**AIM OF THE EXERCISE:** Provide only the number of lines in the data below that contain the word "StoreId".

**RECORDS SUPPLIED:**
=== Section Start ===
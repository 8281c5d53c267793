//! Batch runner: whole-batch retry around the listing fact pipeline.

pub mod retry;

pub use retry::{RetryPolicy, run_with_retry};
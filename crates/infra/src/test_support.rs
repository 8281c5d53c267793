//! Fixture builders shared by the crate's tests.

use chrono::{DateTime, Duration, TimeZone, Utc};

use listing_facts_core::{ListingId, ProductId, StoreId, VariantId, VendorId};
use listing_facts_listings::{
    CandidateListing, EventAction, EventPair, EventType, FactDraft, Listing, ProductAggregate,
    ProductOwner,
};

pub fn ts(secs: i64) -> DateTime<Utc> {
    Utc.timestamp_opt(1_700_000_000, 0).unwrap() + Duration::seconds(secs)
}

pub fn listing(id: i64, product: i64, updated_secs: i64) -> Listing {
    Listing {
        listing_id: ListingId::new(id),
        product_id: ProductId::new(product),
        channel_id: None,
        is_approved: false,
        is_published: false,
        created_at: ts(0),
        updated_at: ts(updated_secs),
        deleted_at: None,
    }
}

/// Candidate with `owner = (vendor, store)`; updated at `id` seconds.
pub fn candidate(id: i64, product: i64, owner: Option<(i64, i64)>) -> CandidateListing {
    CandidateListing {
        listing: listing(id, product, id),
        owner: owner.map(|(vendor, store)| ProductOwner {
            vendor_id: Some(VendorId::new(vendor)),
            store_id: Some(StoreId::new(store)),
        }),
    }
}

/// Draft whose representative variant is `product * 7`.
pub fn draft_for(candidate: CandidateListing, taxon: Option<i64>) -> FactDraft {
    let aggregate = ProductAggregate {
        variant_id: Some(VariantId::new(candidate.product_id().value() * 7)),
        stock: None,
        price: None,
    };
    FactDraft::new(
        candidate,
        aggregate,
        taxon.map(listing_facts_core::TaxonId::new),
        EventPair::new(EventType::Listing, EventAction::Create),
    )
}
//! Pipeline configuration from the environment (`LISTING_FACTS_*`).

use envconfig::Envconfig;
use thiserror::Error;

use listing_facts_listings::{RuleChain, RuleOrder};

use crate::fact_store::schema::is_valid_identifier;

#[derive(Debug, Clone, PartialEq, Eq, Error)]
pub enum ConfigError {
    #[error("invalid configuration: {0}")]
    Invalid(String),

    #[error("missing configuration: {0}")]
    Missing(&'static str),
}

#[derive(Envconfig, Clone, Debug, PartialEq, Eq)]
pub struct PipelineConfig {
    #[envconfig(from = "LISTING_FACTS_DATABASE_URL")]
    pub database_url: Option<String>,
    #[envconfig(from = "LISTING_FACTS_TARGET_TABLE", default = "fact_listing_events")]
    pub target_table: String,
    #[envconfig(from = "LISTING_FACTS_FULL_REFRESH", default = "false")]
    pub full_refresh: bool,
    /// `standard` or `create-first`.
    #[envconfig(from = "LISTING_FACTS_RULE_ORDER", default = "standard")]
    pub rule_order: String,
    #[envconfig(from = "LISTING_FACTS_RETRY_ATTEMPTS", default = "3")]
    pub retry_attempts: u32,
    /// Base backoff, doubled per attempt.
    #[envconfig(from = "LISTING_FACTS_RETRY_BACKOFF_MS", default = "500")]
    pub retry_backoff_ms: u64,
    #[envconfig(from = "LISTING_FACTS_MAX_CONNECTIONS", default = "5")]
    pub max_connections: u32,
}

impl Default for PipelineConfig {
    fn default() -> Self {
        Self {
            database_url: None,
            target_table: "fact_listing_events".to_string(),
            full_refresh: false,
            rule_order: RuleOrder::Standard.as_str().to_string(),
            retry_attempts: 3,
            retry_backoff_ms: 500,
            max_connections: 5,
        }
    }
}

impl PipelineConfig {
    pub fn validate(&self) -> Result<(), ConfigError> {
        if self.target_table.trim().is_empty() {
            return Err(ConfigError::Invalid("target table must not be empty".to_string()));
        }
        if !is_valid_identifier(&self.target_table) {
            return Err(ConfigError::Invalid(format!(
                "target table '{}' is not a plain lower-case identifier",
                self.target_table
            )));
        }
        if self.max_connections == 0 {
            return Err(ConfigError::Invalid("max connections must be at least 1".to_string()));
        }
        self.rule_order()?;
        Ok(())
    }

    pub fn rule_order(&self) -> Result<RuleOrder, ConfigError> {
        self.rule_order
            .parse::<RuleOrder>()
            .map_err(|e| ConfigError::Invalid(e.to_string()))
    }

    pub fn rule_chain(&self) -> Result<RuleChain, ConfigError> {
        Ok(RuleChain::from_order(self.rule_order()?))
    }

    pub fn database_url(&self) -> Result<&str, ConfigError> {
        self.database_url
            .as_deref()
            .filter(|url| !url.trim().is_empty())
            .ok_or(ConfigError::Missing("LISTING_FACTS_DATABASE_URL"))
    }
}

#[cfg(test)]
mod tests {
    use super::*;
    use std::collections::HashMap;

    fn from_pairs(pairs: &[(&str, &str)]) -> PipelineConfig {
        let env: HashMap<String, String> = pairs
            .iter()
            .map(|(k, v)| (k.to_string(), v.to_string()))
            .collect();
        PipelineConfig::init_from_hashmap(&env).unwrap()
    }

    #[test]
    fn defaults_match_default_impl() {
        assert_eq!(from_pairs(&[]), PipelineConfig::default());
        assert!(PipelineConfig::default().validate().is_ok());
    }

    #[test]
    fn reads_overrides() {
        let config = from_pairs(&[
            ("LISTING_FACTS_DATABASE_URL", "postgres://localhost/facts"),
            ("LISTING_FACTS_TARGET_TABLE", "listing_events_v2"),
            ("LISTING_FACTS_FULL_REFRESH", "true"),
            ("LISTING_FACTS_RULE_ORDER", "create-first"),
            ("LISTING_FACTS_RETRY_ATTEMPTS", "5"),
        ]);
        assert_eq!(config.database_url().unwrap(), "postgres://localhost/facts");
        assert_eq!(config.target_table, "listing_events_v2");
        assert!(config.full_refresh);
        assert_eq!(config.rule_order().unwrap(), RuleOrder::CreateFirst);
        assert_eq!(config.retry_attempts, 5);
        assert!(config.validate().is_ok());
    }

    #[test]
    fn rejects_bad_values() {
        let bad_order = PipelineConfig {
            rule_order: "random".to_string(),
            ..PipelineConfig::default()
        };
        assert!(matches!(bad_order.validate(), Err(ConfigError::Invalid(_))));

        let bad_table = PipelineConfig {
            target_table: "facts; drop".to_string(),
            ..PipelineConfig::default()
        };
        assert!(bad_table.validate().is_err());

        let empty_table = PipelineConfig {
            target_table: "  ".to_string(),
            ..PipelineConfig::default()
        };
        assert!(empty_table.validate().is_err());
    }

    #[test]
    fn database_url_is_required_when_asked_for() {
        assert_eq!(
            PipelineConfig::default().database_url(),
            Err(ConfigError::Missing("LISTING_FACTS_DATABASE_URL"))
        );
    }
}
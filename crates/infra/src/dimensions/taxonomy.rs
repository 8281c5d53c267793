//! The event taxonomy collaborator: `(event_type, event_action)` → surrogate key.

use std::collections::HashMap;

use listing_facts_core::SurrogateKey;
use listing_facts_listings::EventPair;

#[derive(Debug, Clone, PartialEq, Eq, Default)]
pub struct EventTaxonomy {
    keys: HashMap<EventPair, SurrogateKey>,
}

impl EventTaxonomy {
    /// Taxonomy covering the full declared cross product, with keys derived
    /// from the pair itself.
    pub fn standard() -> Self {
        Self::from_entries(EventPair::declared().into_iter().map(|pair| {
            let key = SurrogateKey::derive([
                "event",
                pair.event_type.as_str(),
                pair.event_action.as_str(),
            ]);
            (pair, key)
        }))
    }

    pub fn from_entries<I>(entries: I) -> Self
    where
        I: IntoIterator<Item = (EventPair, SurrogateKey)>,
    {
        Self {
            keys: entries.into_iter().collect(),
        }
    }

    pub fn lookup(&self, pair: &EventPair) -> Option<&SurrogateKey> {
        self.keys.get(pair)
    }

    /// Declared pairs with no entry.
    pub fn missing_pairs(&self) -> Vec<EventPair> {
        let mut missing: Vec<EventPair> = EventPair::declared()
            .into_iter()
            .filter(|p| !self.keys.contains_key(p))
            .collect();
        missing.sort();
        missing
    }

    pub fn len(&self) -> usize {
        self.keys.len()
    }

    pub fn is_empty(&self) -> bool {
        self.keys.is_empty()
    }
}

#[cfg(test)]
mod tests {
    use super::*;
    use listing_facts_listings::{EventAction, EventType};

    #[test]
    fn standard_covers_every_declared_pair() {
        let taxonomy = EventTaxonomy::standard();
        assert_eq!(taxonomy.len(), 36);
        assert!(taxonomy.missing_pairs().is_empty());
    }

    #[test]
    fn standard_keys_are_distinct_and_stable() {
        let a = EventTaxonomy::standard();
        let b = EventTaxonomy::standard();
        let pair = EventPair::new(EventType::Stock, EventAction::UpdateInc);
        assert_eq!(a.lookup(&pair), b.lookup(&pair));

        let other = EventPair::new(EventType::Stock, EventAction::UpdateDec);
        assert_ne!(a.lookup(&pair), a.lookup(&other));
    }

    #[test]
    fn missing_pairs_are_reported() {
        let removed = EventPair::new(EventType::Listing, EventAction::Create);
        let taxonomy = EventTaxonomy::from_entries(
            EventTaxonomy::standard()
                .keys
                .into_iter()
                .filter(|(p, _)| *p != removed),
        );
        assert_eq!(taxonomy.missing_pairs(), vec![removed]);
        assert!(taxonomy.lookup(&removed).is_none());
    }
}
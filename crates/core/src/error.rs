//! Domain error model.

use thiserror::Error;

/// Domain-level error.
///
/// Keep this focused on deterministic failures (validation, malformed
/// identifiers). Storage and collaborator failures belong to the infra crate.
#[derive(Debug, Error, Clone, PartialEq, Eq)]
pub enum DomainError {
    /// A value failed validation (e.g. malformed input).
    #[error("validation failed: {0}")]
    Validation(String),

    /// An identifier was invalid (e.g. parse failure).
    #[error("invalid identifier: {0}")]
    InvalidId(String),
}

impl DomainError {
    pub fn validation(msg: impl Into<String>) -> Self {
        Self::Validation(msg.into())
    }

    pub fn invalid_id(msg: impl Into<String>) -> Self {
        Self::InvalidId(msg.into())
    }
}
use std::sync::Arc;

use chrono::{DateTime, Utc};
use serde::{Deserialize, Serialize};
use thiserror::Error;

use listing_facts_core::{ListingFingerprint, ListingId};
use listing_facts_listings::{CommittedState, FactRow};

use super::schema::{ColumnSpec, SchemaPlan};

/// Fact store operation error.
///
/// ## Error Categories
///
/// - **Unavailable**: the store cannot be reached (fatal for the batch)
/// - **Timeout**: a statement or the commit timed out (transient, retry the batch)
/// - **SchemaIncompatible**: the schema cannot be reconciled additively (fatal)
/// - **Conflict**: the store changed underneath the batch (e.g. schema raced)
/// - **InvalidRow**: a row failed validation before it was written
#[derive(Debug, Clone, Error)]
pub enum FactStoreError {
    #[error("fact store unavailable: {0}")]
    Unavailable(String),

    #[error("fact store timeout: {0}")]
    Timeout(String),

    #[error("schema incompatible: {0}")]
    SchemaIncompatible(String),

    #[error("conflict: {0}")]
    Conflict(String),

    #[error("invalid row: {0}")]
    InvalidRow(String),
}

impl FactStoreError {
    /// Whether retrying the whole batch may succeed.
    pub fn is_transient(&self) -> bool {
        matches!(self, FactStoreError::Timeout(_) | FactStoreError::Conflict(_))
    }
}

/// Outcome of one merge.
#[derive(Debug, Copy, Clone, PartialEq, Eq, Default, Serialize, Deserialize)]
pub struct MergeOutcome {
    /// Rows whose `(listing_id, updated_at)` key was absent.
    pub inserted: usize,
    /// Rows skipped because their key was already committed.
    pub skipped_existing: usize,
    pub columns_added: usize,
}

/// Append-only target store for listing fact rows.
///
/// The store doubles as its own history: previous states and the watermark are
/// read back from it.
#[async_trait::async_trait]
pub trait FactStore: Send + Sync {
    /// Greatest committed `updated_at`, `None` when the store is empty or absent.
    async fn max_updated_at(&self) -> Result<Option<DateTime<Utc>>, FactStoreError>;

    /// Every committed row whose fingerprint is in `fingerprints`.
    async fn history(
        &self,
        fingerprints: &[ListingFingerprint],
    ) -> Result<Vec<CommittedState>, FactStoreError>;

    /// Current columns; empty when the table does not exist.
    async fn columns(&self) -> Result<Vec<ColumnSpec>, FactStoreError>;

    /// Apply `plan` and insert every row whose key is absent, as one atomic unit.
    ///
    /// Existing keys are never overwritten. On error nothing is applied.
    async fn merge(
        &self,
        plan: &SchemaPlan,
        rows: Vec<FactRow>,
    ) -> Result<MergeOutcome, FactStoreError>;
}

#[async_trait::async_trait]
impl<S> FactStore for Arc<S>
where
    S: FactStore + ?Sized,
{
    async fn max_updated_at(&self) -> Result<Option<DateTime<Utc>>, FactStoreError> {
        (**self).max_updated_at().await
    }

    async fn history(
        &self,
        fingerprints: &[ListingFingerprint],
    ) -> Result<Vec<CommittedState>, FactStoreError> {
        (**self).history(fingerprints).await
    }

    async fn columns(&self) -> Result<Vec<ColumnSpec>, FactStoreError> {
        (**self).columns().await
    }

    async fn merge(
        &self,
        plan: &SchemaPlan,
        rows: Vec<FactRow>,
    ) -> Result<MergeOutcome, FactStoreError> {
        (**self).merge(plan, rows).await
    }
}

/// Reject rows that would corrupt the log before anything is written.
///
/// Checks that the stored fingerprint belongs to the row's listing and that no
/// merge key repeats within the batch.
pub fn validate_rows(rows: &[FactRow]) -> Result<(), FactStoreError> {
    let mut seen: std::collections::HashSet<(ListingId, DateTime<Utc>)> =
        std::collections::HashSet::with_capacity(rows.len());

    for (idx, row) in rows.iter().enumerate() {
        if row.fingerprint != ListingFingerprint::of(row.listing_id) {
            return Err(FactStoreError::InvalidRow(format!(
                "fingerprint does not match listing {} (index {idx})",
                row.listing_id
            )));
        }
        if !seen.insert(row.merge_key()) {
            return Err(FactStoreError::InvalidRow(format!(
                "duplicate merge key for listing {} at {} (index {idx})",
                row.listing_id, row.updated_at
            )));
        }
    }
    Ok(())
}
=== Section End ===
=== Section Start ===
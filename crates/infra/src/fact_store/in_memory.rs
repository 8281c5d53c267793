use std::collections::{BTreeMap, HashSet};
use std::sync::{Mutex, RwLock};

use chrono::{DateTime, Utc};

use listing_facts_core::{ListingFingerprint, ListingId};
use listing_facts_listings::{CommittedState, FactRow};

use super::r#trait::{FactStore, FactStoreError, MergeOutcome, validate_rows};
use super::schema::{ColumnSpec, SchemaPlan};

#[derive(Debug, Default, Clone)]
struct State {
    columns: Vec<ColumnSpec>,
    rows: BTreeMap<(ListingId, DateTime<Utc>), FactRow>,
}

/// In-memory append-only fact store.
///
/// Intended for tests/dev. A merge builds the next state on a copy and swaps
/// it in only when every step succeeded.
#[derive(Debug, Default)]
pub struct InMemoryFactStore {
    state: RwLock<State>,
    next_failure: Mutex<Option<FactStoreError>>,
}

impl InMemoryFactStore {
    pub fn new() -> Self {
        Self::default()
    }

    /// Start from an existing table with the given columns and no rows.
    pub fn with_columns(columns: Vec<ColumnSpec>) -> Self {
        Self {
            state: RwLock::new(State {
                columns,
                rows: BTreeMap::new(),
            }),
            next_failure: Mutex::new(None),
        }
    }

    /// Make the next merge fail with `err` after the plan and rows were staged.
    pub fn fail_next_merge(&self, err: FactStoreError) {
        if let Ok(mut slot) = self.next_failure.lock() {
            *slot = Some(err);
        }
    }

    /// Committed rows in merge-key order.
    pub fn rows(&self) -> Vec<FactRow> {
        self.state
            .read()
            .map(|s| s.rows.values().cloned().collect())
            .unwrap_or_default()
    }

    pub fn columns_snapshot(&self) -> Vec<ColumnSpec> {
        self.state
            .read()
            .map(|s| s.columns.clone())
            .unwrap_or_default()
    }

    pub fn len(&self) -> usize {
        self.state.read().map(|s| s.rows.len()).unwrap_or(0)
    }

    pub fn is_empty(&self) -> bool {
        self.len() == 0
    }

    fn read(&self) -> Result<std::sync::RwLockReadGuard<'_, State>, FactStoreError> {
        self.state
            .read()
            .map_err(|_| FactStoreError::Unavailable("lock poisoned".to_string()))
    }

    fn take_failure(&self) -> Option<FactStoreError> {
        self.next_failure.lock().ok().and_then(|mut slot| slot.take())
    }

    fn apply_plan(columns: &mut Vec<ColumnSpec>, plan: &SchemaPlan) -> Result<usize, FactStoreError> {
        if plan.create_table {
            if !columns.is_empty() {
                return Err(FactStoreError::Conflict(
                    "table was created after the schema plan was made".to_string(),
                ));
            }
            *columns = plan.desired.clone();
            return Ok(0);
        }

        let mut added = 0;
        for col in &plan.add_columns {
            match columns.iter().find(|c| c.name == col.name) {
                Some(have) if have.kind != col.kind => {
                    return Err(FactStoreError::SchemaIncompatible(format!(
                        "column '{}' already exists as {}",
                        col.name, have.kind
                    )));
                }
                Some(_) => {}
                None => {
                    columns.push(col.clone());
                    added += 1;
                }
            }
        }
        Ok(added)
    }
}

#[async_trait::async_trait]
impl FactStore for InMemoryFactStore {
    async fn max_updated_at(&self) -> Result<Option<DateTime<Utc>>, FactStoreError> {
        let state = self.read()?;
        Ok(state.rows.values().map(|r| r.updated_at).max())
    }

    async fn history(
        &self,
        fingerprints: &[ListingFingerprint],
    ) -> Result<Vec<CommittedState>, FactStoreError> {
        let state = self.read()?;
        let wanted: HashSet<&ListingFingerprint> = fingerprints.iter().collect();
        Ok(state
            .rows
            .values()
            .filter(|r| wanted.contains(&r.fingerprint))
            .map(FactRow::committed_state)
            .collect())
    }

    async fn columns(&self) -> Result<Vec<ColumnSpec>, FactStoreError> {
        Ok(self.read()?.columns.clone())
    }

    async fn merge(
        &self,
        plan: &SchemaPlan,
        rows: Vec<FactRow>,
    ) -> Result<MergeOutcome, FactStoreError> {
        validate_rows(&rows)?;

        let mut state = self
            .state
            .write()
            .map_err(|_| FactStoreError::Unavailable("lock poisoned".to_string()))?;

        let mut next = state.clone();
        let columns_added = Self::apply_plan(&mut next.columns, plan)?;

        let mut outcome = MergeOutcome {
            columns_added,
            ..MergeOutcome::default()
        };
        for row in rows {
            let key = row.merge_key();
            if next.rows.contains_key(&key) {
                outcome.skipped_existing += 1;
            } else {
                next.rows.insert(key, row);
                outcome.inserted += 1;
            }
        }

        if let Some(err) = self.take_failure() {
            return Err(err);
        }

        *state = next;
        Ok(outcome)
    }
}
=== Section End ===
**OUTPUT:** 2